Le due ore di «utopia europeista» sono costate all'incirca un milione di euro. È il budget messo a disposizione dalla Rai a Roberto Benigni per portare in scena il suo «Sogno», la lectio magistralis sull'elogio dell'unità europea e la condanna dei nazionalismi portatori di odio. Un introito andato quasi per intero alla Melampo, la casa di produzione che appartiene a Benigni stesso e alla moglie Nicoletta Braschi. Al milione bisogna, infatti, sottrarre solo i costi minimi delle riprese avvenute nel teatro 9 degli Studi De Paolis, dove l'attore si è esibito in una scenografia praticamente inesistente, un palco vuoto e uno sfondo arancione. E dove, con la sola potenza della parola e del ragionamento, senza immagini, senza aiuti del gobbo, ha portato avanti per due ore l'accalorato e infervorato discorso da «estremista europeista», come si è definito. Non una cifra irragionevole, quella pagata dalla Rai, considerando che si tratta di un evento unico e in linea con il costo naturale per un premio Oscar riconosciuto a livello mondiale (e, tra l'altro, non moltissimo di più rispetto ai grandi show del sabato sera). Il risultato di ascolto, invece, non è quello a cui ci ha abituati l'attore nei decenni precedenti. «Il sogno» l'altra sera ha tenuto incollati allo schermo quasi 4.400.000 spettatori per il 28% di share, stravincendo la serata rispetto agli altri canali. Non poco, ma neanche un boom. Certo non è facile catturare pubblico con un lunghissimo excursus sulla creazione dell'Europa (e senza le incursioni ironiche e leggere che sono state la cifra di altri suoi show), ma l'interpretazione della Costituzione nel 2012 arrivò a 12 milioni 620 mila spettatori per uno share del 43.9%. Nel 2010 «I dieci comandamenti», in due serate, arrivarono a 9 e 10 milioni con share del 32% e 38% per non parlare dei risultati clamorosi della lettura dei canti della Divina Commedia («L'ultimo del Paradiso» arrivò al 45%). Anche se, bisogna dirlo, erano altre epoche televisive difficilmente confrontabili con lo spezzatino televisivo di oggi.

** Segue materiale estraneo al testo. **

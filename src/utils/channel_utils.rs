/// Pure functions for room naming and channel settings (Discord-agnostic)
use poise::serenity_prelude::PremiumTier;

use crate::constants::{FALLBACK_ROOM_NAME, MAX_CHANNEL_NAME_LENGTH, ROOM_NAME_SUFFIX};

/// Build a room name from a member's display name.
///
/// Line breaks become a single space, anything other than letters, digits,
/// whitespace, apostrophes and hyphens is dropped, and the result is trimmed
/// before the suffix is appended. The final name never exceeds the channel
/// name limit.
pub fn build_room_name(display_name: &str) -> String {
    let mut base = String::with_capacity(display_name.len());
    let mut in_line_break = false;

    for c in display_name.chars() {
        if c == '\n' || c == '\r' {
            if !in_line_break {
                base.push(' ');
            }
            in_line_break = true;
            continue;
        }
        in_line_break = false;

        if c.is_alphabetic() || c.is_numeric() || c.is_whitespace() || c == '\'' || c == '-' {
            base.push(c);
        }
    }

    let base = base.trim();
    let name = if base.is_empty() {
        FALLBACK_ROOM_NAME.to_string()
    } else {
        format!("{}{}", base, ROOM_NAME_SUFFIX)
    };

    name.chars().take(MAX_CHANNEL_NAME_LENGTH).collect()
}

/// Check if a channel name looks like a personal room
pub fn is_room_name(channel_name: &str) -> bool {
    channel_name.ends_with(ROOM_NAME_SUFFIX)
}

/// Highest bitrate a guild may use for voice channels at its boost tier
pub fn max_bitrate_for_tier(tier: PremiumTier) -> u32 {
    match tier {
        PremiumTier::Tier1 => 128_000,
        PremiumTier::Tier2 => 256_000,
        PremiumTier::Tier3 => 384_000,
        _ => 96_000,
    }
}

/// Clamp a requested bitrate to the guild maximum. Zero means "use the default".
pub fn clamp_bitrate(requested: Option<u32>, maximum: Option<u32>) -> Option<u32> {
    requested
        .filter(|rate| *rate > 0)
        .map(|rate| maximum.map_or(rate, |max| rate.min(max)))
}
/// Slash command routing and rate limiting
mod cooldown;
mod dispatcher;
mod registry;

pub use cooldown::spawn_cooldown_sweeper;
pub use dispatcher::CommandDispatcher;
pub use registry::{Command, CommandInteraction, CommandRegistry, SubCommand};
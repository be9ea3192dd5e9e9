use std::collections::{HashMap, HashSet};
use std::sync::{Mutex, MutexGuard, PoisonError};

use poise::serenity_prelude::{ChannelId, UserId};

use crate::models::ManagedRoom;

#[derive(Debug, Default)]
struct RoomTables {
    /// Rooms under management
    managed: HashMap<ChannelId, ManagedRoom>,
    /// Owner to room; every value is a key of `managed`
    member_rooms: HashMap<UserId, ChannelId>,
    /// Members whose room is being created
    provisioning: HashSet<UserId>,
}

impl RoomTables {
    fn occupied_slots(&self) -> usize {
        self.managed.len() + self.provisioning.len()
    }
}

/// Why a member could not be admitted
#[derive(Debug, Clone, Copy, PartialEq, Eq)]
pub enum AdmissionError {
    AtCapacity,
    AlreadyProvisioning,
}

/// In-memory record of managed rooms and who owns them.
///
/// All mutations happen under one short lock that is never held across an
/// await, so each transition is observed as a whole by concurrent events.
#[derive(Debug)]
pub struct RoomRegistry {
    tables: Mutex<RoomTables>,
    max_rooms: Option<usize>,
}

impl RoomRegistry {
    pub fn new(max_rooms: Option<usize>) -> Self {
        Self {
            tables: Mutex::new(RoomTables::default()),
            max_rooms,
        }
    }

    fn lock(&self) -> MutexGuard<'_, RoomTables> {
        self.tables.lock().unwrap_or_else(PoisonError::into_inner)
    }

    pub fn max_rooms(&self) -> Option<usize> {
        self.max_rooms
    }

    pub fn len(&self) -> usize {
        self.lock().managed.len()
    }

    pub fn is_empty(&self) -> bool {
        self.lock().managed.is_empty()
    }

    pub fn is_managed(&self, channel_id: ChannelId) -> bool {
        self.lock().managed.contains_key(&channel_id)
    }

    pub fn room_of(&self, user_id: UserId) -> Option<ChannelId> {
        self.lock().member_rooms.get(&user_id).copied()
    }

    #[cfg(test)]
    pub fn rooms(&self) -> Vec<ManagedRoom> {
        self.lock().managed.values().cloned().collect()
    }

    /// Stop managing a room and drop every owner entry pointing at it.
    /// Returns whether the room was managed.
    pub fn forget_room(&self, channel_id: ChannelId) -> bool {
        let mut tables = self.lock();
        let was_managed = tables.managed.remove(&channel_id).is_some();
        tables.member_rooms.retain(|_, room| *room != channel_id);
        was_managed
    }

    /// Claim a provisioning slot for a member, counting rooms still being
    /// created against the ceiling.
    pub fn try_reserve(&self, user_id: UserId) -> Result<Reservation<'_>, AdmissionError> {
        let mut tables = self.lock();
        if tables.provisioning.contains(&user_id) {
            return Err(AdmissionError::AlreadyProvisioning);
        }
        if let Some(max) = self.max_rooms
            && tables.occupied_slots() >= max
        {
            return Err(AdmissionError::AtCapacity);
        }
        tables.provisioning.insert(user_id);

        Ok(Reservation {
            registry: self,
            user_id,
            committed: false,
        })
    }

    /// Manage an existing room without an owner. Fails when at capacity.
    pub fn adopt(&self, channel_id: ChannelId) -> Result<(), AdmissionError> {
        let mut tables = self.lock();
        if tables.managed.contains_key(&channel_id) {
            return Ok(());
        }
        if let Some(max) = self.max_rooms
            && tables.occupied_slots() >= max
        {
            return Err(AdmissionError::AtCapacity);
        }
        tables.managed.insert(
            channel_id,
            ManagedRoom {
                room_id: channel_id,
                owner_id: None,
            },
        );
        Ok(())
    }

    #[cfg(test)]
    pub fn assert_consistent(&self) {
        let tables = self.lock();
        let mut seen = HashSet::new();
        for room in tables.member_rooms.values() {
            assert!(tables.managed.contains_key(room), "owner entry for unmanaged room {room}");
            assert!(seen.insert(*room), "room {room} has more than one owner");
        }
        if let Some(max) = self.max_rooms {
            assert!(tables.managed.len() <= max, "managed rooms exceed the ceiling");
        }
    }
}

/// A provisioning slot held while a member's room is created.
/// Dropping it without committing releases the slot.
#[derive(Debug)]
pub struct Reservation<'a> {
    registry: &'a RoomRegistry,
    user_id: UserId,
    committed: bool,
}

impl Reservation<'_> {
    /// Register the created room for the member
    pub fn commit(mut self, room_id: ChannelId) {
        let mut tables = self.registry.lock();
        tables.provisioning.remove(&self.user_id);
        tables.managed.insert(
            room_id,
            ManagedRoom {
                room_id,
                owner_id: Some(self.user_id),
            },
        );
        if let Some(previous) = tables.member_rooms.insert(self.user_id, room_id)
            && previous != room_id
        {
            tables.managed.remove(&previous);
        }
        self.committed = true;
    }
}

impl Drop for Reservation<'_> {
    fn drop(&mut self) {
        if !self.committed {
            self.registry.lock().provisioning.remove(&self.user_id);
        }
    }
}
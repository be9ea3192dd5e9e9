//! In-memory stand-ins for the Discord side, used by unit tests.

use std::collections::HashMap;
use std::sync::Mutex;
use std::sync::atomic::{AtomicUsize, Ordering};

use async_trait::async_trait;
use poise::serenity_prelude::{ChannelId, CreateCommand, GuildId, UserId};

use crate::{
    directory::{ChannelDirectory, ChannelSnapshot, RoomSpec},
    dispatch::{Command, CommandInteraction, SubCommand},
    error::DirectoryError,
    models::Error,
};

pub fn channel(id: u64) -> ChannelId {
    ChannelId::new(id)
}

pub fn user(id: u64) -> UserId {
    UserId::new(id)
}

pub fn guild() -> GuildId {
    GuildId::new(7)
}

struct FakeChannel {
    name: String,
    parent_id: Option<ChannelId>,
}

#[derive(Default)]
struct DirectoryState {
    channels: HashMap<ChannelId, FakeChannel>,
    locations: HashMap<UserId, ChannelId>,
    next_id: u64,
    max_bitrate: Option<u32>,
    fail_creates: bool,
    fail_moves: bool,
    fail_deletes: bool,
    created: Vec<RoomSpec>,
    deleted: Vec<ChannelId>,
}

/// A guild whose channels and voice members live in memory
#[derive(Default)]
pub struct FakeDirectory {
    state: Mutex<DirectoryState>,
}

impl FakeDirectory {
    pub fn new() -> Self {
        let directory = Self::default();
        directory.state.lock().unwrap().next_id = 1000;
        directory
    }

    pub fn add_voice_channel(&self, id: ChannelId, name: &str, parent_id: Option<ChannelId>) {
        self.state.lock().unwrap().channels.insert(
            id,
            FakeChannel {
                name: name.to_string(),
                parent_id,
            },
        );
    }

    /// Delete a channel behind the manager's back
    pub fn remove_channel(&self, id: ChannelId) {
        self.state.lock().unwrap().channels.remove(&id);
    }

    pub fn place(&self, user_id: UserId, channel_id: Option<ChannelId>) {
        let mut state = self.state.lock().unwrap();
        match channel_id {
            Some(channel_id) => state.locations.insert(user_id, channel_id),
            None => state.locations.remove(&user_id),
        };
    }

    pub fn location(&self, user_id: UserId) -> Option<ChannelId> {
        self.state.lock().unwrap().locations.get(&user_id).copied()
    }

    pub fn set_max_bitrate(&self, max_bitrate: Option<u32>) {
        self.state.lock().unwrap().max_bitrate = max_bitrate;
    }

    pub fn fail_creates(&self, fail: bool) {
        self.state.lock().unwrap().fail_creates = fail;
    }

    pub fn fail_moves(&self, fail: bool) {
        self.state.lock().unwrap().fail_moves = fail;
    }

    pub fn fail_deletes(&self, fail: bool) {
        self.state.lock().unwrap().fail_deletes = fail;
    }

    pub fn created(&self) -> Vec<RoomSpec> {
        self.state.lock().unwrap().created.clone()
    }

    pub fn deleted(&self) -> Vec<ChannelId> {
        self.state.lock().unwrap().deleted.clone()
    }

    fn snapshot(state: &DirectoryState, id: ChannelId, channel: &FakeChannel) -> ChannelSnapshot {
        ChannelSnapshot {
            id,
            name: channel.name.clone(),
            parent_id: channel.parent_id,
            is_voice: true,
            occupants: state.locations.values().filter(|c| **c == id).count(),
        }
    }
}

#[async_trait]
impl ChannelDirectory for FakeDirectory {
    fn channel(&self, channel_id: ChannelId) -> Option<ChannelSnapshot> {
        let state = self.state.lock().unwrap();
        let channel = state.channels.get(&channel_id)?;
        Some(Self::snapshot(&state, channel_id, channel))
    }

    fn voice_channels(&self, _guild_id: GuildId) -> Vec<ChannelSnapshot> {
        let state = self.state.lock().unwrap();
        let mut channels: Vec<_> = state
            .channels
            .iter()
            .map(|(id, channel)| Self::snapshot(&state, *id, channel))
            .collect();
        channels.sort_by_key(|snapshot| snapshot.id);
        channels
    }

    fn max_bitrate(&self, _guild_id: GuildId) -> Option<u32> {
        self.state.lock().unwrap().max_bitrate
    }

    async fn create_voice_channel(
        &self,
        _guild_id: GuildId,
        room: &RoomSpec,
    ) -> Result<ChannelId, DirectoryError> {
        // Suspend like a network call so concurrent events interleave
        tokio::task::yield_now().await;

        let mut state = self.state.lock().unwrap();
        if state.fail_creates {
            return Err(DirectoryError::Rejected("create refused".to_string()));
        }
        state.next_id += 1;
        let id = ChannelId::new(state.next_id);
        state.channels.insert(
            id,
            FakeChannel {
                name: room.name.clone(),
                parent_id: room.category_id,
            },
        );
        state.created.push(room.clone());
        Ok(id)
    }

    async fn move_member(
        &self,
        _guild_id: GuildId,
        user_id: UserId,
        channel_id: ChannelId,
        _reason: &str,
    ) -> Result<(), DirectoryError> {
        tokio::task::yield_now().await;

        let mut state = self.state.lock().unwrap();
        if state.fail_moves {
            return Err(DirectoryError::Rejected("move refused".to_string()));
        }
        if !state.channels.contains_key(&channel_id) {
            return Err(DirectoryError::Rejected("unknown channel".to_string()));
        }
        state.locations.insert(user_id, channel_id);
        Ok(())
    }

    async fn delete_channel(
        &self,
        channel_id: ChannelId,
        _reason: &str,
    ) -> Result<(), DirectoryError> {
        tokio::task::yield_now().await;

        let mut state = self.state.lock().unwrap();
        if state.fail_deletes {
            return Err(DirectoryError::Rejected("delete refused".to_string()));
        }
        if state.channels.remove(&channel_id).is_none() {
            return Err(DirectoryError::Rejected("unknown channel".to_string()));
        }
        state.deleted.push(channel_id);
        Ok(())
    }
}

/// A slash command invocation that records replies
pub struct FakeInteraction {
    name: String,
    group: Option<String>,
    subcommand: Option<String>,
    user_id: UserId,
    replies: Mutex<Vec<String>>,
}

impl FakeInteraction {
    pub fn new(name: &str, user_id: u64) -> Self {
        Self {
            name: name.to_string(),
            group: None,
            subcommand: None,
            user_id: UserId::new(user_id),
            replies: Mutex::new(Vec::new()),
        }
    }

    pub fn with_subcommand(mut self, group: Option<&str>, subcommand: &str) -> Self {
        self.group = group.map(str::to_string);
        self.subcommand = Some(subcommand.to_string());
        self
    }

    pub fn replies(&self) -> Vec<String> {
        self.replies.lock().unwrap().clone()
    }
}

#[async_trait]
impl CommandInteraction for FakeInteraction {
    fn command_name(&self) -> &str {
        &self.name
    }

    fn subcommand_group(&self) -> Option<&str> {
        self.group.as_deref()
    }

    fn subcommand(&self) -> Option<&str> {
        self.subcommand.as_deref()
    }

    fn user_id(&self) -> UserId {
        self.user_id
    }

    async fn reply(&self, content: String, _ephemeral: bool) -> Result<(), Error> {
        self.replies.lock().unwrap().push(content);
        Ok(())
    }
}

/// A command that counts its invocations
pub struct RecordingCommand {
    name: String,
    cooldown_secs: Option<u64>,
    fails: bool,
    calls: AtomicUsize,
}

impl RecordingCommand {
    pub fn new(name: &str, cooldown_secs: Option<u64>) -> Self {
        Self {
            name: name.to_string(),
            cooldown_secs,
            fails: false,
            calls: AtomicUsize::new(0),
        }
    }

    pub fn failing(mut self) -> Self {
        self.fails = true;
        self
    }

    pub fn calls(&self) -> usize {
        self.calls.load(Ordering::SeqCst)
    }
}

#[async_trait]
impl<I: CommandInteraction> Command<I> for RecordingCommand {
    fn name(&self) -> &str {
        &self.name
    }

    fn cooldown_secs(&self) -> Option<u64> {
        self.cooldown_secs
    }

    fn definition(&self) -> CreateCommand {
        CreateCommand::new(&self.name).description("test command")
    }

    async fn execute(&self, _interaction: &I) -> Result<(), Error> {
        self.calls.fetch_add(1, Ordering::SeqCst);
        if self.fails {
            return Err("handler exploded".into());
        }
        Ok(())
    }
}

/// A sub-command that counts its invocations
pub struct RecordingSubCommand {
    key: String,
    calls: AtomicUsize,
}

impl RecordingSubCommand {
    pub fn new(key: &str) -> Self {
        Self {
            key: key.to_string(),
            calls: AtomicUsize::new(0),
        }
    }

    pub fn calls(&self) -> usize {
        self.calls.load(Ordering::SeqCst)
    }
}

#[async_trait]
impl<I: CommandInteraction> SubCommand<I> for RecordingSubCommand {
    fn key(&self) -> String {
        self.key.clone()
    }

    async fn execute(&self, _interaction: &I) -> Result<(), Error> {
        self.calls.fetch_add(1, Ordering::SeqCst);
        Ok(())
    }
}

In ogni caso, l'eco di questa serata rimarrà a lungo. Soprattutto per l'incredibile coincidenza della «lezione» di Benigni sul manifesto di Ventotene tenuta poche ore dopo la bagarre scatenata in Parlamento sulle parole della presidente del Consiglio Giorgia Meloni che ha letto alcune parti del testo scritto nel 1941 da Altiero Spinelli ed Ernesto Rossi («Non so se questa è la vostra Europa ma certamente non è la mia», ha detto la premier scatenando la reazioni furibonda delle opposizioni). Così, di primo impatto, il riferimento al Manifesto era quasi sembrato una aggiunta dell'ultimo momento, una risposta alla Meloni e agli euroscettici (comunque «benedetta» da gran parte delle forze di opposizione). Ma, assicurano i produttori dello show, il lungo excursus sulla nascita, il significato di quella carta era stato già preparato da tempo come tutto il testo raccontato dall'attore. Anzi, una preparazione certosina che va avanti da otto mesi. Del resto, mica si può improvvisare un intervento così approfondito, tremila anni di storia, passando dalla Magna
Carta alla Rivoluzione francese a Ventotene, fino all'Erasmus e all'appello per la creazione di un esercito comune europeo, con quella lucidità e quel ritmo narrativo.
E, per cui, Benigni è stato aiutato da nomi importanti: i testi sono stati scritti insieme a Michele Ballerin e Stefano Andreoli, la regia è stata di Stefano Vicario e le musiche, con la marcia iniziale, del premio Oscar Nicola Piovani. L'appuntamento è stato trasmesso, oltre che su Raiuno, anche in Eurovisione. Su quella Rai, governata dalla destra, che è stata involontaria «complice» di una risposta immediata alle invettive della premier di destra.